• ABOUT THIS EXERCISE:
Every line with the string "ConfigError" should be copied from the data.

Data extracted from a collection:
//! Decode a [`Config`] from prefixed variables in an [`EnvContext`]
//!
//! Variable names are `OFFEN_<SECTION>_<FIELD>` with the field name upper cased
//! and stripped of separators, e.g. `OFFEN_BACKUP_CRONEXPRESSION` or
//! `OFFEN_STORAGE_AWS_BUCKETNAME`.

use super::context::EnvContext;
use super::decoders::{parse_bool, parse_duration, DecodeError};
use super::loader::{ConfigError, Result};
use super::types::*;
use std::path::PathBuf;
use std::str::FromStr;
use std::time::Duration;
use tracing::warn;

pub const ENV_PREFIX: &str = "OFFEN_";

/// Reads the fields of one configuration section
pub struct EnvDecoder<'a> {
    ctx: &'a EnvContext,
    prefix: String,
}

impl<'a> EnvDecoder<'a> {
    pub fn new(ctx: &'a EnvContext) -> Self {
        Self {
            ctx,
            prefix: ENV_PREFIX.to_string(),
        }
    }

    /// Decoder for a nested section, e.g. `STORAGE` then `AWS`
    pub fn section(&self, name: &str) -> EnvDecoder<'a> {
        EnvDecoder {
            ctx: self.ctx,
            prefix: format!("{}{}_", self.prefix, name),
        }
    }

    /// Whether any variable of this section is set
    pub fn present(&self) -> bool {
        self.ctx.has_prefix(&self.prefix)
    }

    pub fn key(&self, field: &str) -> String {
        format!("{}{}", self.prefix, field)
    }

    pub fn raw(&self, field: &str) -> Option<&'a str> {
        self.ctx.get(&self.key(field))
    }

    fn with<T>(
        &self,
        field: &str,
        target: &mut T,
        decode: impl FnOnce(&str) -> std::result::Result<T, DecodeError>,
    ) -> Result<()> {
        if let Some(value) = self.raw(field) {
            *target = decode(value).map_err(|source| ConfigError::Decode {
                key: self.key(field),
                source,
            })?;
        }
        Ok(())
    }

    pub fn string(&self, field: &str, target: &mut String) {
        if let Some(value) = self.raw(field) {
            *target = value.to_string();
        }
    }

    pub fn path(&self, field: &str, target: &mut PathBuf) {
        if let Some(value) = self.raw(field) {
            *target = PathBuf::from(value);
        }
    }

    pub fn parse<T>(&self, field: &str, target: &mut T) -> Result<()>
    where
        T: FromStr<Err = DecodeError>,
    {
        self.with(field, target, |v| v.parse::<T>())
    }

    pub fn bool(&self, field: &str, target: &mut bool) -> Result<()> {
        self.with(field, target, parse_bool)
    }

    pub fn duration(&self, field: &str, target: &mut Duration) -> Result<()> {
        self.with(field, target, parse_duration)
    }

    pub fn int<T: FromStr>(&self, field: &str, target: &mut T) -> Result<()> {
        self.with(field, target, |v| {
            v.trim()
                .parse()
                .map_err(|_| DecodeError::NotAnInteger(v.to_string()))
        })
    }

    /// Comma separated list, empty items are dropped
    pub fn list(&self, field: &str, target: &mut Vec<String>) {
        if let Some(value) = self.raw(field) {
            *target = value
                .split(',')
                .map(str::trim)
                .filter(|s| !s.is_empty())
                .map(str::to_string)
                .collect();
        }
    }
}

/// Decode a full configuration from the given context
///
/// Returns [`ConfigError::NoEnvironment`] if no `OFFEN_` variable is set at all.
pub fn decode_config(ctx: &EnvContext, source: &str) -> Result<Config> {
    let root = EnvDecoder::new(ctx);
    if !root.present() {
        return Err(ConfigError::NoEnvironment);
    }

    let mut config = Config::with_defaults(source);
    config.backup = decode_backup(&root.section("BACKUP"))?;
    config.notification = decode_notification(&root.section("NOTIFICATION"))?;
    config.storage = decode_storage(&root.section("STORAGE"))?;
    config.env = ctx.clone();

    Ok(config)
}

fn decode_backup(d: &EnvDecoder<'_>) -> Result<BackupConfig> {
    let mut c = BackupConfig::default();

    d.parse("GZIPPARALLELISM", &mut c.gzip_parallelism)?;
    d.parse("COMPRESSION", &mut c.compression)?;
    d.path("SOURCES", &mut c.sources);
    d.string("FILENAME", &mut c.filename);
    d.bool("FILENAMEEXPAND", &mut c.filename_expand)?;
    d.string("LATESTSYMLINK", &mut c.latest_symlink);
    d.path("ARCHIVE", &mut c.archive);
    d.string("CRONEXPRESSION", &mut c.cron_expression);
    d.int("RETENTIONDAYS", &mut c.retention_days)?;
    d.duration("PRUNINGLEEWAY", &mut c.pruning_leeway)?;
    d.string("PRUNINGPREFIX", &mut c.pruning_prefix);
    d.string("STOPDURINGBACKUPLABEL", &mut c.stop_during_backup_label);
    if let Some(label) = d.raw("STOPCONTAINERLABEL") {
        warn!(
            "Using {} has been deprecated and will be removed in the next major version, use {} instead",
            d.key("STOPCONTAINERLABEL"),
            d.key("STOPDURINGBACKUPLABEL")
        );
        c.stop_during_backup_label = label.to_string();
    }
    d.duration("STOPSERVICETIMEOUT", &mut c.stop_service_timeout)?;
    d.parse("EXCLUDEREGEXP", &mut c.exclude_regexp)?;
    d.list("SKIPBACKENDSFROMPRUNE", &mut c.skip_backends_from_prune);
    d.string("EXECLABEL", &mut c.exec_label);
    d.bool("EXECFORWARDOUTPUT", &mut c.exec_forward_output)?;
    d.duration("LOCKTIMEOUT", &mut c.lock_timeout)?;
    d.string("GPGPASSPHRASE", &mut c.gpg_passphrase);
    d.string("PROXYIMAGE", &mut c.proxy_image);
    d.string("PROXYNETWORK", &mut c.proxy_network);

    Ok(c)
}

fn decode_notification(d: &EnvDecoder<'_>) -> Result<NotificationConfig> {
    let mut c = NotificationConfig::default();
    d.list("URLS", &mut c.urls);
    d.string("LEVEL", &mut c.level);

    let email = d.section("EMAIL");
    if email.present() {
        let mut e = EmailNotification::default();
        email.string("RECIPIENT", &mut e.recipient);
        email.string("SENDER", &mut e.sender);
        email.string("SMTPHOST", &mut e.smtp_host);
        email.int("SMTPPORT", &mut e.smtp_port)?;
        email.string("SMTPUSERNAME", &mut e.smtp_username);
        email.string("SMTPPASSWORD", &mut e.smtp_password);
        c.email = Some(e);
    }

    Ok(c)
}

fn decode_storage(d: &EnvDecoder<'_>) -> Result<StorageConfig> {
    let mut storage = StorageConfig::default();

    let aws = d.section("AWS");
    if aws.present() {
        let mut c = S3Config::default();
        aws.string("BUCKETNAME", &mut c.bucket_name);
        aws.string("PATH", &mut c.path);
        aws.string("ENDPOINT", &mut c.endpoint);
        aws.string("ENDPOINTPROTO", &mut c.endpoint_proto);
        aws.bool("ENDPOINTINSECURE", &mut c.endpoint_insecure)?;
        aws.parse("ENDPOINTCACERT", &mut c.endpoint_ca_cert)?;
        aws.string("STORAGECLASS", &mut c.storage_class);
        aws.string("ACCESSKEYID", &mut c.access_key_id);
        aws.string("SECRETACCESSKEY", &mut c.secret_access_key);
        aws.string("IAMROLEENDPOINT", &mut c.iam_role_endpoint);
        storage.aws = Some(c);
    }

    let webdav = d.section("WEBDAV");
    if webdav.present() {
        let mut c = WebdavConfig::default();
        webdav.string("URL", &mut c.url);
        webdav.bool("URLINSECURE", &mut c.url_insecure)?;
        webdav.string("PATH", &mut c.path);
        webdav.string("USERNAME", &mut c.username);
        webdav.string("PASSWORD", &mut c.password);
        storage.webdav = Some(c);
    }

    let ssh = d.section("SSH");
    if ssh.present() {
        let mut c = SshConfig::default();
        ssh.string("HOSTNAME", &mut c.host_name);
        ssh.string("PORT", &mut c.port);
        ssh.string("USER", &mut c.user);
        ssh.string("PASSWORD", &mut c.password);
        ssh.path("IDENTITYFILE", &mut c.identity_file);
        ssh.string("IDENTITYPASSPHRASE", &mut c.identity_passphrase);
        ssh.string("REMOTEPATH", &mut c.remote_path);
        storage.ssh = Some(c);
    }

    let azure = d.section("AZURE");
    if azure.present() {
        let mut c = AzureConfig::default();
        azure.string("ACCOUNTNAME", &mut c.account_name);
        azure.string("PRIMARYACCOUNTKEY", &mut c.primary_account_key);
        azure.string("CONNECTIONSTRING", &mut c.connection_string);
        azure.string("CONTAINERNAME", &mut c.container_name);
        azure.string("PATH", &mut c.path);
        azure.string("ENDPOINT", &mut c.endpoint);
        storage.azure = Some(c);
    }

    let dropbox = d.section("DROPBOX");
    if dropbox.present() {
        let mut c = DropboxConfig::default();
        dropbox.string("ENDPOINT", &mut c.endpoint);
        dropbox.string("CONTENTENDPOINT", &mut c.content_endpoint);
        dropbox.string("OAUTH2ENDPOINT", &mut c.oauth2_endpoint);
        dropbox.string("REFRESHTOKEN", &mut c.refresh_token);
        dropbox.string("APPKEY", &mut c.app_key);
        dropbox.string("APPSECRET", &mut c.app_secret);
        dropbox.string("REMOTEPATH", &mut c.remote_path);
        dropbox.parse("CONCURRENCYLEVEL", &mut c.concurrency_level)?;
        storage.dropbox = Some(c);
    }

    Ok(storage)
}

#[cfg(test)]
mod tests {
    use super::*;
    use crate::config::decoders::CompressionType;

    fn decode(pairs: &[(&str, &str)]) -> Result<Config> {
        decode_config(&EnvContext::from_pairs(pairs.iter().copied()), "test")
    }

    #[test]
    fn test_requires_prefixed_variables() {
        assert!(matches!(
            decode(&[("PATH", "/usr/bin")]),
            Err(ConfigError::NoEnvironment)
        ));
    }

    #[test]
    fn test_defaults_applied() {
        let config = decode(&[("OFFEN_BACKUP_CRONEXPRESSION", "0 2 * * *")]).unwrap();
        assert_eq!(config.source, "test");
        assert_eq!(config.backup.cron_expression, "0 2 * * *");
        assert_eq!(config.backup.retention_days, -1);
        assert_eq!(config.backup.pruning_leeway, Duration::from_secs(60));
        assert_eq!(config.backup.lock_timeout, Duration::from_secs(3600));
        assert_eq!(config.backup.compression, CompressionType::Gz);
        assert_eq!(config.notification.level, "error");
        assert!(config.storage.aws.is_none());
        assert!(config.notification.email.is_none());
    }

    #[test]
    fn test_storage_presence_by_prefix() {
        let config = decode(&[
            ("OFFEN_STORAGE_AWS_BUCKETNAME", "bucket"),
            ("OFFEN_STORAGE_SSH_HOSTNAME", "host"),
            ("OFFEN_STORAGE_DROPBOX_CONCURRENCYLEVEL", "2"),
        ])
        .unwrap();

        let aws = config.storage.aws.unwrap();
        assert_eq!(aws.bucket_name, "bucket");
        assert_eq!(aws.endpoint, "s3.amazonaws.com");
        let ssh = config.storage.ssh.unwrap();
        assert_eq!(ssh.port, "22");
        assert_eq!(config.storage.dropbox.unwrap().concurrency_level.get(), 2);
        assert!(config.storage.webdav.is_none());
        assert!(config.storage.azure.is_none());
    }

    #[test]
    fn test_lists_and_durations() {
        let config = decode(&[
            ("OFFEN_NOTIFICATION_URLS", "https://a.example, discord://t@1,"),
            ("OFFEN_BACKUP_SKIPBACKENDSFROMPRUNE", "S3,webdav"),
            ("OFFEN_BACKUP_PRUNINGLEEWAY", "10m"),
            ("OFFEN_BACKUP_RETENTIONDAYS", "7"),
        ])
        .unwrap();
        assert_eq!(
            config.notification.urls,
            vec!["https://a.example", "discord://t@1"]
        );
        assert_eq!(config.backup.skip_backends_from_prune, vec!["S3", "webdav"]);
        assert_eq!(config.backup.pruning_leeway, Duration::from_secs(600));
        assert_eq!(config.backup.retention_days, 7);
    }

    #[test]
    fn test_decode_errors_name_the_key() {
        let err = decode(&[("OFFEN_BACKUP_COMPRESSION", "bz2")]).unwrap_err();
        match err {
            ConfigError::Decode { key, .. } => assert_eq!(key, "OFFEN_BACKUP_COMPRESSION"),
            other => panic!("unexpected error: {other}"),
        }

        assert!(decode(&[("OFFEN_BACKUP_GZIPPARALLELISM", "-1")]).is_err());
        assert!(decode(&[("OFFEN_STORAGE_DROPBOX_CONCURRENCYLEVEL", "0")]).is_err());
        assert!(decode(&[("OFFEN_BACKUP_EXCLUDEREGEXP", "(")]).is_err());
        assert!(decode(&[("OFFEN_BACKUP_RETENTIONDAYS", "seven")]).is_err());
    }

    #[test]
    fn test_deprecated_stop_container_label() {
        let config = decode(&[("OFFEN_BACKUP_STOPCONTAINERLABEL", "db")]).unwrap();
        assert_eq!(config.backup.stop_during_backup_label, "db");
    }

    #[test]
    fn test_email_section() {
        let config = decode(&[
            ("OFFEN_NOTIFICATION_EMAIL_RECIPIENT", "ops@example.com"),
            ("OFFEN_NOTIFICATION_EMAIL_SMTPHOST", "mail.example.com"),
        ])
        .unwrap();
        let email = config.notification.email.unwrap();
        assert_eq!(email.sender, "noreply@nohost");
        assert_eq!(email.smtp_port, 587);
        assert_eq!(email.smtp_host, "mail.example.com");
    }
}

• EXPECTED ANSWER:
use super::loader::{ConfigError, Result};
            *target = decode(value).map_err(|source| ConfigError::Decode {
/// Returns [`ConfigError::NoEnvironment`] if no `OFFEN_` variable is set at all.
        return Err(ConfigError::NoEnvironment);
            Err(ConfigError::NoEnvironment)
            ConfigError::Decode { key, .. } => assert_eq!(key, "OFFEN_BACKUP_COMPRESSION"),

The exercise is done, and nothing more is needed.